• WHAT IS NEEDED
Only lines with the word "restart" belong in the answer; copy them from the records below.
◆ ◆ ◆ ◆ ◆ ◆ ◆
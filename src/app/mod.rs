mod line_editor;
mod script;

use crate::domain::{
    ContactDraft, DeliveryOutcome, EmailRequest, FormStep, RelayIdentity, TerminalCommand,
    Transcript, about_lines, complete_command, help_lines, services_lines, unrecognized_lines,
};
use crate::infra::TerminalConfig;
use crossterm::event::{KeyCode, KeyEvent, KeyModifiers};
use std::time::Instant;
use thiserror::Error;

pub use line_editor::LineEditor;
pub use script::Pacing;
use script::{OutputScript, Step};

pub const WELCOME_LINE: &str = "Welcome to Orbit-Ops Terminal.";
pub const WELCOME_HINT: &str = "Type \"help\" for available commands or \"contact\" to get in touch.";
pub const CONFIRM_REMINDER: &str = "Type \"yes\" to send or \"no\" to restart.";
pub const SUBMITTING_LINE: &str = "Submitting your message...";
pub const SENT_LINE: &str = "✓ Message sent successfully! We'll get back to you soon.";
pub const MAILBOX_ERROR_LINES: [&str; 2] = [
    "⚠ There appears to be an issue with our email service.",
    "Your message has been saved. We'll process it manually.",
];
pub const AFTER_SUBMIT_HINT: &str = "Type \"clear\" to reset or \"help\" for more commands.";
pub const INPUT_PLACEHOLDER: &str = "Type a command...";

const SCROLL_PAGE: usize = 5;

#[derive(Debug, Error)]
pub enum AppError {
    #[error("terminal I/O error: {0}")]
    Io(#[from] std::io::Error),

    #[error(transparent)]
    ResolveStateDir(#[from] crate::infra::ResolveStateDirError),

    #[error(transparent)]
    LoadConfig(#[from] crate::infra::LoadConfigError),
}

#[derive(Clone, Copy, Debug, Eq, PartialEq)]
pub enum Mode {
    Command,
    Wizard(FormStep),
    Confirm,
}

/// Everything the session needs from configuration.
#[derive(Clone, Debug)]
pub struct SessionSettings {
    pub identity: RelayIdentity,
    pub to_name: String,
    pub fallback_email: String,
    pub pacing: Pacing,
}

impl SessionSettings {
    pub fn from_config(config: &TerminalConfig) -> Self {
        Self {
            identity: config.relay.identity(),
            to_name: config.contact.to_name.clone(),
            fallback_email: config.contact.fallback_email.clone(),
            pacing: config.pacing.into(),
        }
    }
}

/// The terminal session: transcript, input mode, contact draft, and the
/// output that is still being "typed".
#[derive(Clone, Debug)]
pub struct AppModel {
    pub transcript: Transcript,
    pub mode: Mode,
    pub draft: ContactDraft,
    pub input: LineEditor,
    pub submitting: bool,
    /// Transcript lines scrolled up from the bottom; 0 follows new output.
    pub scroll_back: usize,
    pub notice: Option<String>,
    script: OutputScript,
    settings: SessionSettings,
}

impl AppModel {
    /// Starts a session; the welcome lines arrive after the welcome delay.
    pub fn new(settings: SessionSettings) -> Self {
        let mut script = OutputScript::default();
        script.push(Step::Pause(settings.pacing.welcome));
        script.say(WELCOME_LINE);
        script.say(WELCOME_HINT);

        Self {
            transcript: Transcript::new(),
            mode: Mode::Command,
            draft: ContactDraft::new(&settings.to_name),
            input: LineEditor::new(),
            submitting: false,
            scroll_back: 0,
            notice: None,
            script,
            settings,
        }
    }

    pub fn with_notice(mut self, notice: Option<String>) -> Self {
        self.notice = notice;
        self
    }

    pub fn is_busy(&self) -> bool {
        self.submitting || !self.script.is_idle()
    }

    pub fn status(&self) -> &'static str {
        if self.submitting {
            "Sending..."
        } else if !self.script.is_idle() {
            "Processing..."
        } else {
            "Ready"
        }
    }

    pub fn input_prompt(&self) -> &'static str {
        match self.mode {
            Mode::Command => ">",
            Mode::Wizard(_) | Mode::Confirm => "?",
        }
    }

    /// Hint for the next expected input; hidden while output is pending.
    pub fn pending_prompt(&self) -> Option<&'static str> {
        if self.is_busy() {
            return None;
        }
        match self.mode {
            Mode::Command => None,
            Mode::Wizard(step) => Some(step.prompt()),
            Mode::Confirm => Some(CONFIRM_REMINDER),
        }
    }

    /// Processes one submitted line. Returns `false` when the line was
    /// ignored (blank, or the session is busy).
    pub fn submit_line(&mut self, text: &str) -> bool {
        if text.trim().is_empty() || self.is_busy() {
            return false;
        }

        self.transcript.push_user(text);
        self.scroll_back = 0;
        self.script.push(Step::Pause(self.settings.pacing.processing));

        match self.mode {
            Mode::Command => self.dispatch_command(text),
            Mode::Wizard(step) => self.accept_field(step, text),
            Mode::Confirm => self.confirm(text),
        }
        true
    }

    /// Applies every scheduled step that is due; stops at a submission so the
    /// caller can start the relay call.
    pub fn tick(&mut self, now: Instant) -> AppCommand {
        let pacing = self.settings.pacing;
        while let Some(step) = self.script.poll(now, &pacing) {
            match step {
                Step::Pause(_) => {}
                Step::Say(text) => {
                    self.transcript.push_system(&text);
                    self.scroll_back = 0;
                }
                Step::Clear => {
                    self.transcript.clear();
                    self.scroll_back = 0;
                }
                Step::Submit(request) => return AppCommand::Submit(request),
            }
        }
        AppCommand::None
    }

    pub fn finish_delivery(&mut self, outcome: DeliveryOutcome) {
        if !self.submitting {
            return;
        }

        match outcome {
            DeliveryOutcome::Sent => self.script.say(SENT_LINE),
            DeliveryOutcome::MailboxUnavailable => {
                for line in MAILBOX_ERROR_LINES {
                    self.script.say(line);
                }
            }
            DeliveryOutcome::Failed { .. } => self.script.say(self.failure_line()),
        }

        self.submitting = false;
        self.script.say(AFTER_SUBMIT_HINT);
        self.draft.reset();
        self.mode = Mode::Command;
    }

    pub fn failure_line(&self) -> String {
        format!(
            "⚠ Failed to send message. Please try again later or contact us directly at {}",
            self.settings.fallback_email
        )
    }

    fn dispatch_command(&mut self, text: &str) {
        match TerminalCommand::parse(text) {
            Some(TerminalCommand::Help) => self.say_all(help_lines()),
            Some(TerminalCommand::Contact) => {
                self.script.say("Starting contact form...");
                self.draft.reset();
                self.mode = Mode::Wizard(FormStep::FIRST);
            }
            Some(TerminalCommand::Clear) => self.script.push(Step::Clear),
            Some(TerminalCommand::About) => self.say_all(about_lines()),
            Some(TerminalCommand::Services) => self.say_all(services_lines()),
            None => {
                for line in unrecognized_lines(text) {
                    self.script.say(line);
                }
            }
        }
    }

    fn accept_field(&mut self, step: FormStep, text: &str) {
        if let Err(error) = step.validate(text) {
            self.script.say(format!("⚠ {error}"));
            self.script.say(step.prompt());
            return;
        }

        self.draft.set(step, text);
        match step.next() {
            Some(next) => self.mode = Mode::Wizard(next),
            None => {
                self.mode = Mode::Confirm;
                for line in self.draft.summary_lines() {
                    self.script.say(line);
                }
            }
        }
    }

    fn confirm(&mut self, text: &str) {
        match text.trim().to_lowercase().as_str() {
            "yes" => {
                self.submitting = true;
                self.script.say(SUBMITTING_LINE);
                let request = EmailRequest::from_draft(&self.settings.identity, &self.draft);
                self.script.push(Step::Submit(request));
            }
            "no" => {
                self.script
                    .say("Form cancelled. Type \"contact\" to start again.");
                self.draft.reset();
                self.mode = Mode::Command;
            }
            _ => self
                .script
                .say("Please type \"yes\" to send or \"no\" to restart."),
        }
    }

    fn say_all(&mut self, lines: &[&str]) {
        for line in lines {
            self.script.say(*line);
        }
    }
}

#[derive(Clone, Debug)]
pub enum AppEvent {
    Key(KeyEvent),
    Paste(String),
    Tick(Instant),
    DeliveryFinished(DeliveryOutcome),
}

#[derive(Clone, Debug, Eq, PartialEq)]
pub enum AppCommand {
    None,
    Quit,
    Submit(EmailRequest),
}

pub fn update(model: AppModel, event: AppEvent) -> (AppModel, AppCommand) {
    match event {
        AppEvent::Key(key) => update_on_key(model, key),
        AppEvent::Paste(text) => update_on_paste(model, text),
        AppEvent::Tick(now) => {
            let mut model = model;
            let command = model.tick(now);
            (model, command)
        }
        AppEvent::DeliveryFinished(outcome) => {
            let mut model = model;
            model.finish_delivery(outcome);
            (model, AppCommand::None)
        }
    }
}

fn update_on_key(model: AppModel, key: KeyEvent) -> (AppModel, AppCommand) {
    let mut model = model;
    model.notice = None;

    let ctrl = key.modifiers.contains(KeyModifiers::CONTROL);
    if ctrl && matches!(key.code, KeyCode::Char('c') | KeyCode::Char('q')) {
        return (model, AppCommand::Quit);
    }

    match key.code {
        KeyCode::Esc => return (model, AppCommand::Quit),
        KeyCode::PageUp => {
            model.scroll_back = model.scroll_back.saturating_add(SCROLL_PAGE);
            return (model, AppCommand::None);
        }
        KeyCode::PageDown => {
            model.scroll_back = model.scroll_back.saturating_sub(SCROLL_PAGE);
            return (model, AppCommand::None);
        }
        _ => {}
    }

    // The prompt is disabled while output is pending or a message is in flight.
    if model.is_busy() {
        return (model, AppCommand::None);
    }

    match key.code {
        KeyCode::Enter => {
            let line = model.input.text.clone();
            if model.submit_line(&line) {
                model.input.clear();
            }
        }
        KeyCode::Tab => {
            if model.mode == Mode::Command {
                if let Some(name) = complete_command(&model.input.text) {
                    model.input = LineEditor::from_text(name);
                }
            }
        }
        KeyCode::Backspace => model.input.backspace(),
        KeyCode::Delete => model.input.delete_forward(),
        KeyCode::Left => model.input.move_left(),
        KeyCode::Right => model.input.move_right(),
        KeyCode::Home => model.input.move_home(),
        KeyCode::End => model.input.move_end(),
        KeyCode::Char(ch) if !ctrl && !key.modifiers.contains(KeyModifiers::ALT) => {
            model.input.insert_char(ch);
        }
        _ => {}
    }
    (model, AppCommand::None)
}

fn update_on_paste(model: AppModel, text: String) -> (AppModel, AppCommand) {
    let mut model = model;
    if !model.is_busy() {
        model.input.insert_str(&text);
    }
    (model, AppCommand::None)
}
◆ ◆ ◆ ◆ ◆ ◆ ◆
• PROBLEM SOLUTION
pub const CONFIRM_REMINDER: &str = "Type \"yes\" to send or \"no\" to restart.";
                .say("Please type \"yes\" to send or \"no\" to restart."),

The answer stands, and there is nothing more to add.